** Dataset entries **
::::

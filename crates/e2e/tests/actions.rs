//! Action executor behaviour: waiting, typing, two-tier clicks, optional controls

mod support;

use onboard_common::{Candidates, Locator};
use onboard_e2e::{Actions, ClickTier, E2eError, FrameSearch, Presence};
use std::path::Path;
use std::time::{Duration, Instant};
use support::{fast_timeouts, FakeDriver, Node, TOP};

fn actions(fake: &FakeDriver) -> Actions<'_> {
    Actions::new(fake, fast_timeouts(), FrameSearch::Nested)
}

fn field() -> Candidates {
    Candidates::new("workspace name input").css("input[name='workspaceName']")
}

fn button() -> Candidates {
    Candidates::new("next button").css("button[type='submit']")
}

#[tokio::test]
async fn test_type_with_clear_is_idempotent() {
    let fake = FakeDriver::new();
    let input = fake.add(TOP, Node::new("input").css("input[name='workspaceName']"));
    let actions = actions(&fake);

    actions.type_text(&field(), "qa-lenzaos-ws", true).await.unwrap();
    actions.type_text(&field(), "qa-lenzaos-ws", true).await.unwrap();

    assert_eq!(fake.value(input), "qa-lenzaos-ws");
}

#[tokio::test]
async fn test_type_without_clear_appends() {
    let fake = FakeDriver::new();
    let input = fake.add(TOP, Node::new("input").css("input[name='workspaceName']"));
    let actions = actions(&fake);

    actions.type_text(&field(), "qa", false).await.unwrap();
    actions.type_text(&field(), "-ws", false).await.unwrap();

    assert_eq!(fake.value(input), "qa-ws");
    assert!(fake.calls_to("clear").is_empty());
}

#[tokio::test]
async fn test_native_click_is_tried_once_before_scripted_click() {
    let fake = FakeDriver::new();
    let submit = fake.add(
        TOP,
        Node::new("button").css("button[type='submit']").native_click_fails(),
    );
    let clicked = fake.add(TOP, Node::new("div").css("div.done").hidden());
    fake.on_click(submit, move |dom| dom.show(clicked, true));
    let actions = actions(&fake);

    let tier = actions.click(&button()).await.unwrap();

    assert_eq!(tier, ClickTier::Programmatic);
    let target = FakeDriver::handle(submit).to_string();
    let clicks: Vec<String> = fake
        .calls()
        .into_iter()
        .filter(|c| c.starts_with("click ") || c.starts_with("execute click "))
        .collect();
    assert_eq!(
        clicks,
        vec![format!("click {}", target), format!("execute click {}", target)]
    );
    assert!(fake.with(|dom| dom.nodes[clicked].displayed));
}

#[tokio::test]
async fn test_successful_native_click_never_falls_back() {
    let fake = FakeDriver::new();
    fake.add(TOP, Node::new("button").css("button[type='submit']"));
    let actions = actions(&fake);

    assert_eq!(actions.click(&button()).await.unwrap(), ClickTier::Native);
    assert_eq!(fake.calls_to("click").len(), 1);
    assert!(fake.calls_to("execute").is_empty());
}

#[tokio::test]
async fn test_click_waits_until_control_becomes_enabled() {
    let fake = FakeDriver::new();
    let submit = fake.add(TOP, Node::new("button").css("button[type='submit']").disabled());
    let actions = actions(&fake);

    let later = fake.clone();
    let enabler = tokio::spawn(async move {
        tokio::time::sleep(Duration::from_millis(60)).await;
        later.with(|dom| dom.enable(submit, true));
    });

    assert_eq!(actions.click(&button()).await.unwrap(), ClickTier::Native);
    enabler.await.unwrap();
    assert_eq!(fake.calls_to("click").len(), 1);
}

#[tokio::test]
async fn test_click_on_missing_control_times_out() {
    let fake = FakeDriver::new();
    let actions = actions(&fake);

    let start = Instant::now();
    let err = actions.click(&button()).await.unwrap_err();

    assert!(err.is_timeout());
    assert!(err.to_string().contains("clickable next button"));
    assert!(start.elapsed() >= Duration::from_millis(400));
}

#[tokio::test]
async fn test_read_text_trims() {
    let fake = FakeDriver::new();
    fake.add(
        TOP,
        Node::new("span").css("[data-testid='profile-name']").text("  Ivan Petrov \n"),
    );
    let actions = actions(&fake);

    let text = actions
        .read_text(&Candidates::new("profile name").css("[data-testid='profile-name']"))
        .await
        .unwrap();
    assert_eq!(text, "Ivan Petrov");
}

#[tokio::test]
async fn test_exists_uses_short_probe() {
    let fake = FakeDriver::new();
    fake.add(TOP, Node::new("p").css("p.hdi_description").hidden());
    let actions = actions(&fake);

    let error_text = Candidates::new("email error").css("p.hdi_description");
    assert!(actions.exists(&error_text, None).await.unwrap());

    let start = Instant::now();
    assert!(!actions.exists(&button(), None).await.unwrap());
    assert!(start.elapsed() < Duration::from_millis(400));
}

#[tokio::test]
async fn test_is_enabled_honours_class_and_aria() {
    let fake = FakeDriver::new();
    let submit = fake.add(TOP, Node::new("button").css("button[type='submit']"));
    let actions = actions(&fake);

    assert!(actions.is_enabled(&button()).await.unwrap());

    fake.with(|dom| {
        dom.node(submit)
            .attrs
            .insert("class".into(), "btn btn--disabled".into());
    });
    assert!(!actions.is_enabled(&button()).await.unwrap());

    fake.with(|dom| {
        let node = dom.node(submit);
        node.attrs.remove("class");
        node.attrs.insert("aria-disabled".into(), "true".into());
    });
    assert!(!actions.is_enabled(&button()).await.unwrap());
    assert!(!actions.enabled_now(&button()).await.unwrap());
}

#[tokio::test]
async fn test_is_enabled_false_when_control_never_shows() {
    let fake = FakeDriver::new();
    fake.add(TOP, Node::new("button").css("button[type='submit']").hidden());
    let actions = actions(&fake);

    assert!(!actions.is_enabled(&button()).await.unwrap());
    assert!(!actions.visible_now(&button()).await.unwrap());
}

#[tokio::test]
async fn test_is_enabled_waits_past_probe_budget() {
    let fake = FakeDriver::new();
    let submit = fake.add(
        TOP,
        Node::new("button").css("button[type='submit']").hidden().disabled(),
    );
    let actions = actions(&fake);

    let later = fake.clone();
    let reveal = tokio::spawn(async move {
        tokio::time::sleep(Duration::from_millis(250)).await;
        later.with(|dom| {
            dom.show(submit, true);
            dom.enable(submit, true);
        });
    });

    assert!(actions.is_enabled(&button()).await.unwrap());
    reveal.await.unwrap();
}

#[tokio::test]
async fn test_dead_session_is_not_reported_as_missing_control() {
    let fake = FakeDriver::new();
    fake.add(TOP, Node::new("button").css("[data-testid='back-button']"));
    fake.with(|dom| dom.broken = true);
    let actions = actions(&fake);
    let back = Candidates::new("back button").css("[data-testid='back-button']");

    let err = actions.exists(&back, None).await.unwrap_err();
    assert!(matches!(err, E2eError::Driver(_)));

    let err = actions
        .click_if_present(&back, Duration::from_millis(30))
        .await
        .unwrap_err();
    assert!(!err.is_timeout());
    assert!(err.to_string().contains("invalid session id"));

    assert!(actions.is_enabled(&back).await.is_err());
}

#[tokio::test]
async fn test_click_if_present_reports_absence() {
    let fake = FakeDriver::new();
    let actions = actions(&fake);
    let back = Candidates::new("back button").css("[data-testid='back-button']");

    let presence = actions
        .click_if_present(&back, Duration::from_millis(30))
        .await
        .unwrap();
    assert_eq!(presence, Presence::Absent);

    fake.add(TOP, Node::new("button").css("[data-testid='back-button']"));
    let presence = actions
        .click_if_present(&back, Duration::from_millis(30))
        .await
        .unwrap();
    assert_eq!(presence, Presence::Found);
}

#[tokio::test]
async fn test_click_inside_iframe_restores_top_document() {
    let fake = FakeDriver::new();
    let frame = fake.add_frame(TOP);
    let submit = fake.add(frame, Node::new("button").css("button[type='submit']"));
    let done = fake.add(frame, Node::new("p").css("p.done").hidden());
    fake.on_click(submit, move |dom| dom.show(done, true));
    let actions = actions(&fake);

    actions.click(&button()).await.unwrap();

    assert!(fake.with(|dom| dom.nodes[done].displayed));
    assert_eq!(fake.current_doc(), TOP);
}

#[tokio::test]
async fn test_failed_action_inside_iframe_still_restores_top_document() {
    let fake = FakeDriver::new();
    let frame = fake.add_frame(TOP);
    let input = fake.add(frame, Node::new("input").css("input[name='workspaceName']"));
    let actions = actions(&fake);

    // The field disappears while typing
    fake.on_input(input, |dom, id| dom.node(id).removed = true);
    let err = actions.type_text(&field(), "abc", true).await.unwrap_err();

    assert!(matches!(err, E2eError::Driver(_)));
    assert_eq!(fake.current_doc(), TOP);
}

#[tokio::test]
async fn test_select_option_by_visible_text() {
    let fake = FakeDriver::new();
    let select = fake.add(TOP, Node::new("select").css("select[name='month']"));
    let options: Vec<usize> = ["January", "February", " March "]
        .iter()
        .map(|label| fake.add_child(select, Node::new("option").xpath(".//option").text(label)))
        .collect();
    let march = options[2];
    fake.on_click(march, move |dom| dom.node(select).value = "3".into());
    let actions = actions(&fake);
    let month = Candidates::new("birth month").css("select[name='month']");

    actions.select_option(&month, "March").await.unwrap();
    assert_eq!(fake.value(select), "3");

    let err = actions.select_option(&month, "Smarch").await.unwrap_err();
    assert!(matches!(err, E2eError::OptionNotFound { ref label } if label == "Smarch"));
}

#[tokio::test]
async fn test_upload_sends_path_to_hidden_file_input() {
    let fake = FakeDriver::new();
    let input = fake.add(TOP, Node::new("input").css("input[type='file']").hidden());
    let actions = actions(&fake);

    actions
        .upload_file(
            &Candidates::single("avatar input", Locator::css("input[type='file']")),
            Path::new("/tmp/avatar.png"),
        )
        .await
        .unwrap();
    assert_eq!(fake.value(input), "/tmp/avatar.png");
}

#[tokio::test]
async fn test_press_key_does_not_change_value() {
    let fake = FakeDriver::new();
    let input = fake.add(TOP, Node::new("input").css("input[name='workspaceName']"));
    let actions = actions(&fake);

    actions.type_text(&field(), "ws", true).await.unwrap();
    actions
        .press_key(&field(), onboard_e2e::driver::KEY_TAB)
        .await
        .unwrap();
    assert_eq!(fake.value(input), "ws");
}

::::

** TASK DETAILS **
Nothing but the lines from the one with "async fn test_upload_sends_path_to_hidden_file_input()" through the last line of the records above should be retyped, and those word for word.

** SOLUTION TO THE EXERCISE **
async fn test_upload_sends_path_to_hidden_file_input() {
    let fake = FakeDriver::new();
    let input = fake.add(TOP, Node::new("input").css("input[type='file']").hidden());
    let actions = actions(&fake);

    actions
        .upload_file(
            &Candidates::single("avatar input", Locator::css("input[type='file']")),
            Path::new("/tmp/avatar.png"),
        )
        .await
        .unwrap();
    assert_eq!(fake.value(input), "/tmp/avatar.png");
}

#[tokio::test]
async fn test_press_key_does_not_change_value() {
    let fake = FakeDriver::new();
    let input = fake.add(TOP, Node::new("input").css("input[name='workspaceName']"));
    let actions = actions(&fake);

    actions.type_text(&field(), "ws", true).await.unwrap();
    actions
        .press_key(&field(), onboard_e2e::driver::KEY_TAB)
        .await
        .unwrap();
    assert_eq!(fake.value(input), "ws");
}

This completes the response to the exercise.